Trevi Fountain You know it's a good vacation when you have time to relax, eat what you want, and see the sights you desire. Yet leaving more for when you return.

Then, to be happy to go home. Thus, ended my 2004 voyage to Italy.

Trevi Fountain on a Spring Day
What a great time I had in Italy. Two and a half weeks of wandering across cobblestone -- though admittedly by the end my back was bitching. A fabulous weekend in Assisi, which I will never forget. And, a visit to an adorable little town -- un piccolo paese-- outside Bologna called Magazzeno. There, I attended the town's annual festivity--la festa-- in the piazza.

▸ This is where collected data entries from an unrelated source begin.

//! Role assignment (join table between users and roles)

use sea_orm::entity::prelude::*;

/// `position` keeps the order in which roles were assigned
#[derive(Clone, Debug, PartialEq, Eq, DeriveEntityModel)]
#[sea_orm(table_name = "user_roles")]
pub struct Model {
    #[sea_orm(primary_key, auto_increment = false)]
    pub user_id: String,
    #[sea_orm(primary_key, auto_increment = false)]
    pub role_id: i32,
    pub position: i32,
}

#[derive(Copy, Clone, Debug, EnumIter, DeriveRelation)]
pub enum Relation {
    #[sea_orm(
        belongs_to = "super::user::Entity",
        from = "Column::UserId",
        to = "super::user::Column::Id",
        on_delete = "Cascade"
    )]
    User,
    #[sea_orm(
        belongs_to = "super::role::Entity",
        from = "Column::RoleId",
        to = "super::role::Column::Id",
        on_delete = "Restrict"
    )]
    Role,
}

impl Related<super::user::Entity> for Entity {
    fn to() -> RelationDef {
        Relation::User.def()
    }
}

impl Related<super::role::Entity> for Entity {
    fn to() -> RelationDef {
        Relation::Role.def()
    }
}

impl ActiveModelBehavior for ActiveModel {}
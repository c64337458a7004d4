//! User entity for database

use chrono::{DateTime, Utc};
use sea_orm::entity::prelude::*;

/// User model
#[derive(Clone, Debug, PartialEq, Eq, DeriveEntityModel)]
#[sea_orm(table_name = "users")]
pub struct Model {
    #[sea_orm(primary_key, auto_increment = false)]
    pub id: String,
    #[sea_orm(unique)]
    pub username: String,
    pub password_hash: String,
    pub created_at: DateTime<Utc>,
    pub updated_at: DateTime<Utc>,
}

#[derive(Copy, Clone, Debug, EnumIter, DeriveRelation)]
pub enum Relation {
    #[sea_orm(has_many = "super::user_role::Entity")]
    UserRoles,
}

impl Related<super::user_role::Entity> for Entity {
    fn to() -> RelationDef {
        Relation::UserRoles.def()
    }
}

impl ActiveModelBehavior for ActiveModel {}
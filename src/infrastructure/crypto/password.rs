//! Password hashing utilities

use bcrypt::{hash, verify};
use tracing::warn;

use crate::domain::{DomainError, DomainResult, PasswordHasher};

/// Lowest work factor bcrypt accepts
pub const MIN_COST: u32 = 4;
/// Highest work factor bcrypt accepts
pub const MAX_COST: u32 = 31;

/// bcrypt-backed [`PasswordHasher`]
#[derive(Debug, Clone)]
pub struct BcryptPasswordHasher {
    cost: u32,
}

impl BcryptPasswordHasher {
    pub fn new(cost: u32) -> Self {
        Self { cost }
    }
}

impl PasswordHasher for BcryptPasswordHasher {
    fn hash(&self, plaintext: &str) -> DomainResult<String> {
        hash(plaintext, self.cost)
            .map_err(|e| DomainError::Crypto(format!("Failed to hash password: {}", e)))
    }

    fn matches(&self, plaintext: &str, digest: &str) -> bool {
        match verify(plaintext, digest) {
            Ok(valid) => valid,
            Err(e) => {
                warn!(error = %e, "Stored password digest could not be verified");
                false
            }
        }
    }
}
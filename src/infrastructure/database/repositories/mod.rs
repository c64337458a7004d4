//! Database repository implementations
//!
//! Query functions are generic over `ConnectionTrait` so the same code runs
//! against the pool and inside a `DatabaseTransaction`.

pub mod identity_store;
pub mod role_repository;
pub mod user_repository;

pub use identity_store::{SeaOrmIdentityStore, SeaOrmIdentityTransaction};
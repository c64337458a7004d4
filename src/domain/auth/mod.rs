//! Authentication values, the request-scoped security context, and the
//! ports for hashing, credential verification and token issuance.

pub mod context;
pub mod model;
pub mod ports;

pub use context::SecurityContext;
pub use model::{AuthenticatedSession, LoginCredentials, VerifiedIdentity};
pub use ports::{Authenticator, PasswordHasher, TokenIssuer};
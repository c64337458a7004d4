//! # Event Access Service
//!
//! User registration, login (JWT), role lookup and password change.
//!
//! ## Architecture
//!
//! The project follows Clean Architecture principles:
//!
//! - **domain**: entities (`User`, `Role`, `SecurityContext`) and ports
//! - **application**: `AccessControlService` and the store-backed authenticator
//! - **infrastructure**: SeaORM/SQLite and in-memory stores, bcrypt, JWT
//! - **interfaces**: axum REST API with an OpenAPI document
//! - **shared**: errors and shutdown signalling

pub mod application;
pub mod config;
pub mod domain;
pub mod infrastructure;
pub mod interfaces;
pub mod server;
pub mod shared;

pub use application::AccessControlService;
pub use config::{default_config_path, AppConfig};
pub use infrastructure::{init_database, DatabaseConfig, InMemoryIdentityStore, SeaOrmIdentityStore};
pub use interfaces::create_api_router;
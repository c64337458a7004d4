//! Authentication DTOs

use serde::{Deserialize, Serialize};
use utoipa::ToSchema;
use validator::Validate;

use crate::domain::UserProfile;

#[derive(Debug, Deserialize, Validate, ToSchema)]
pub struct RegisterRequest {
    #[validate(length(min = 1, max = 50, message = "username must be 1–50 characters"))]
    pub username: String,
    /// bcrypt only looks at the first 72 bytes
    #[validate(length(min = 1, max = 72, message = "password must be 1–72 characters"))]
    pub password: String,
    /// Names of existing roles to assign
    #[serde(default)]
    pub roles: Vec<String>,
}

#[derive(Debug, Deserialize, Validate, ToSchema)]
pub struct LoginRequest {
    #[validate(length(min = 1, max = 50, message = "username is required"))]
    pub username: String,
    #[validate(length(min = 1, message = "password is required"))]
    pub password: String,
}

#[derive(Debug, Serialize, Deserialize, ToSchema)]
pub struct LoginResponse {
    pub token: String,
    pub token_type: String,
    pub roles: Vec<String>,
}

#[derive(Debug, Serialize, Deserialize, ToSchema)]
pub struct UserInfo {
    pub id: String,
    pub username: String,
    pub roles: Vec<String>,
    pub created_at: chrono::DateTime<chrono::Utc>,
}

impl From<UserProfile> for UserInfo {
    fn from(profile: UserProfile) -> Self {
        Self {
            id: profile.id,
            username: profile.username,
            roles: profile.roles,
            created_at: profile.created_at,
        }
    }
}

#[derive(Debug, Serialize, Deserialize, ToSchema)]
pub struct CurrentUserResponse {
    pub username: String,
    pub roles: Vec<String>,
}

#[derive(Debug, Deserialize, Validate, ToSchema)]
pub struct ChangePasswordRequest {
    #[validate(length(min = 1, message = "old password is required"))]
    pub old_password: String,
    #[validate(length(min = 1, max = 72, message = "new password must be 1–72 characters"))]
    pub new_password: String,
}
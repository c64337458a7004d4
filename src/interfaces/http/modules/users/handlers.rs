//! User query handlers

use axum::{
    extract::{Path, State},
    Extension, Json,
};

use super::dto::UserRolesResponse;
use crate::domain::{role::ADMIN_ROLE, DomainError, SecurityContext};
use crate::interfaces::http::common::{ApiError, ApiResponse};
use crate::interfaces::http::modules::auth::AuthHandlerState;

/// Callers may read their own roles; reading someone else's needs `ADMIN`.
#[utoipa::path(
    get,
    path = "/api/v1/users/{username}/roles",
    tag = "Users",
    security(("bearer_auth" = [])),
    params(("username" = String, Path, description = "Username to look up")),
    responses(
        (status = 200, description = "Assigned role names", body = ApiResponse<UserRolesResponse>),
        (status = 401, description = "Not authenticated"),
        (status = 403, description = "Not allowed to read this user's roles"),
        (status = 404, description = "User not found")
    )
)]
pub async fn get_user_roles(
    State(state): State<AuthHandlerState>,
    Extension(context): Extension<SecurityContext>,
    Path(username): Path<String>,
) -> Result<Json<ApiResponse<UserRolesResponse>>, ApiError> {
    let principal = context.require_principal()?;
    if principal.username != username && !context.has_authority(ADMIN_ROLE) {
        return Err(DomainError::Forbidden(format!(
            "{} may not read roles of {}",
            principal.username, username
        ))
        .into());
    }

    let roles = state.service.get_role_names_by_username(&username).await?;

    Ok(Json(ApiResponse::success(UserRolesResponse { username, roles })))
}
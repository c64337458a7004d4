//! HTTP resource modules

pub mod auth;
pub mod health;
pub mod metrics;
pub mod request_id;
pub mod users;
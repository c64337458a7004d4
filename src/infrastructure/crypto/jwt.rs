//! JWT Token handling

use chrono::{Duration, Utc};
use jsonwebtoken::errors::ErrorKind;
use jsonwebtoken::{decode, encode, DecodingKey, EncodingKey, Header, Validation};
use serde::{Deserialize, Serialize};

use crate::domain::{DomainError, DomainResult, TokenIssuer, VerifiedIdentity};

/// JWT configuration
#[derive(Clone)]
pub struct JwtConfig {
    /// Secret key for signing tokens
    pub secret: String,
    /// Token expiration time in hours
    pub expiration_hours: i64,
    /// Issuer claim
    pub issuer: String,
}

/// JWT claims
#[derive(Debug, Serialize, Deserialize, Clone)]
pub struct TokenClaims {
    /// Subject (username)
    pub sub: String,
    /// Granted role names
    pub roles: Vec<String>,
    /// Expiration time (Unix timestamp)
    pub exp: i64,
    /// Issued at (Unix timestamp)
    pub iat: i64,
    /// Issuer
    pub iss: String,
}

impl TokenClaims {
    /// Claims for `identity`, expiring `config.expiration_hours` from now.
    ///
    /// Fails with `Crypto` when the expiry does not fit a timestamp.
    pub fn new(identity: &VerifiedIdentity, config: &JwtConfig) -> DomainResult<Self> {
        let now = Utc::now();
        let exp = Duration::try_hours(config.expiration_hours)
            .and_then(|ttl| now.checked_add_signed(ttl))
            .ok_or_else(|| {
                DomainError::Crypto(format!(
                    "Token lifetime of {} hours is out of range",
                    config.expiration_hours
                ))
            })?;

        Ok(Self {
            sub: identity.username.clone(),
            roles: identity.authorities.clone(),
            exp: exp.timestamp(),
            iat: now.timestamp(),
            iss: config.issuer.clone(),
        })
    }

    pub fn into_identity(self) -> VerifiedIdentity {
        VerifiedIdentity::new(self.sub, self.roles)
    }
}

/// Create a JWT token for a verified identity
pub fn create_token(identity: &VerifiedIdentity, config: &JwtConfig) -> DomainResult<String> {
    let claims = TokenClaims::new(identity, config)?;

    encode(
        &Header::default(),
        &claims,
        &EncodingKey::from_secret(config.secret.as_bytes()),
    )
    .map_err(|e| DomainError::Crypto(format!("Failed to create token: {}", e)))
}

/// Verify and decode a JWT token (signature, issuer and expiry)
pub fn verify_token(
    token: &str,
    config: &JwtConfig,
) -> Result<TokenClaims, jsonwebtoken::errors::Error> {
    let mut validation = Validation::default();
    validation.set_issuer(&[&config.issuer]);

    let token_data = decode::<TokenClaims>(
        token,
        &DecodingKey::from_secret(config.secret.as_bytes()),
        &validation,
    )?;

    Ok(token_data.claims)
}

/// Whether a verification failure was caused by expiry alone
pub fn is_expired_error(err: &jsonwebtoken::errors::Error) -> bool {
    matches!(err.kind(), ErrorKind::ExpiredSignature)
}

/// HS256 [`TokenIssuer`]
#[derive(Clone)]
pub struct JwtTokenIssuer {
    config: JwtConfig,
}

impl JwtTokenIssuer {
    pub fn new(config: JwtConfig) -> Self {
        Self { config }
    }
}

impl TokenIssuer for JwtTokenIssuer {
    fn issue(&self, identity: &VerifiedIdentity) -> DomainResult<String> {
        create_token(identity, &self.config)
    }
}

Before I left Rome -- I had the chance to visit the Vatican Gardens. Anyone can visit the Gardens -- you just have to make an appointment. In true Italian style, it took an hour and a half of busy signals, no answers, and a long time on hold to make the reservation.

The Gardens take up a full third of the 44 acres of Vatican City -- all behind what the public usually sees. This stunning expanse of green is just beyond St. Peter's Church and the Piazza San Pietro. You can see the Gardens out the windows of the Vatican Museums, as you are on your way to the Sistine Chapel.

Rome, like Manhattan, is noisy and chaotic much of the time. The buzz of the mopeds, the zip of the miniature cars, gli autobus. So, to find this oasis of calm and quiet in the center of such din is remarkable, indeed.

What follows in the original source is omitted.